Return only the number of lines in the data below where the word "guid" appears.

- Given data

=== Begin Enclosure ===

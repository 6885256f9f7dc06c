//! Watson Discovery v1.
//!
//! Environments hold configurations and collections; documents are uploaded
//! into collections and searched with [`Discovery::query`].
//!
//! ```rust,no_run
//! use watson_sdk::config::ServiceConfig;
//! use watson_sdk::core::discovery::{Discovery, QueryParams, VERSION_DATE_2017_08_01};
//!
//! # async fn run() -> watson_sdk::WatsonResult<()> {
//! let discovery = Discovery::new(
//!     ServiceConfig::default()
//!         .with_basic_auth("username", "password")
//!         .with_version_date(VERSION_DATE_2017_08_01),
//! )?;
//!
//! let results = discovery
//!     .query(&QueryParams {
//!         environment_id: "env-guid".into(),
//!         collection_id: "col-guid".into(),
//!         natural_language_query: Some("IBM Watson partnerships".into()),
//!         count: Some(10),
//!         ..Default::default()
//!     })
//!     .await?;
//! println!("{}", results["matching_results"]);
//! # Ok(())
//! # }
//! ```

mod client;
pub mod params;

#[cfg(test)]
mod tests;

pub use client::Discovery;
pub use params::*;

pub const VERSION_DATE_2016_12_01: &str = "2016-12-01";
pub const VERSION_DATE_2016_12_15: &str = "2016-12-15";
pub const VERSION_DATE_2017_06_25: &str = "2017-06-25";
pub const VERSION_DATE_2017_07_19: &str = "2017-07-19";
pub const VERSION_DATE_2017_08_01: &str = "2017-08-01";
pub const VERSION_DATE_2017_09_01: &str = "2017-09-01";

=== End Enclosure ===

- Answer space
2